Which lines of the entries contain the string "candidates"? Copy each of them.
*** Begin section ***
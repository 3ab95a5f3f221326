//! Provider directory queries.

use async_trait::async_trait;

use switchboard_core::{CandidateDescriptor, ResolverResult};

/// The external directory of installed provider packages.
///
/// Invoked once per discovery event (startup and package-added). The
/// directory reports every installed service entry point exported under the
/// given interface name; admission filtering (permission markers) happens in
/// the resolver's candidate registry, not here.
#[async_trait]
pub trait ProviderDirectory: Send + Sync {
    /// Query candidates exporting `interface_name`.
    ///
    /// With a `package_filter`, only candidates from that package are
    /// returned — used when reacting to a single package change.
    ///
    /// # Errors
    ///
    /// Returns [`switchboard_core::ResolverError::Discovery`] when the
    /// directory cannot be queried; the caller leaves its catalog unchanged.
    async fn query(
        &self,
        interface_name: &str,
        package_filter: Option<&str>,
    ) -> ResolverResult<Vec<CandidateDescriptor>>;
}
*** End section ***
• Answer space:
    /// Query candidates exporting `interface_name`.
    /// With a `package_filter`, only candidates from that package are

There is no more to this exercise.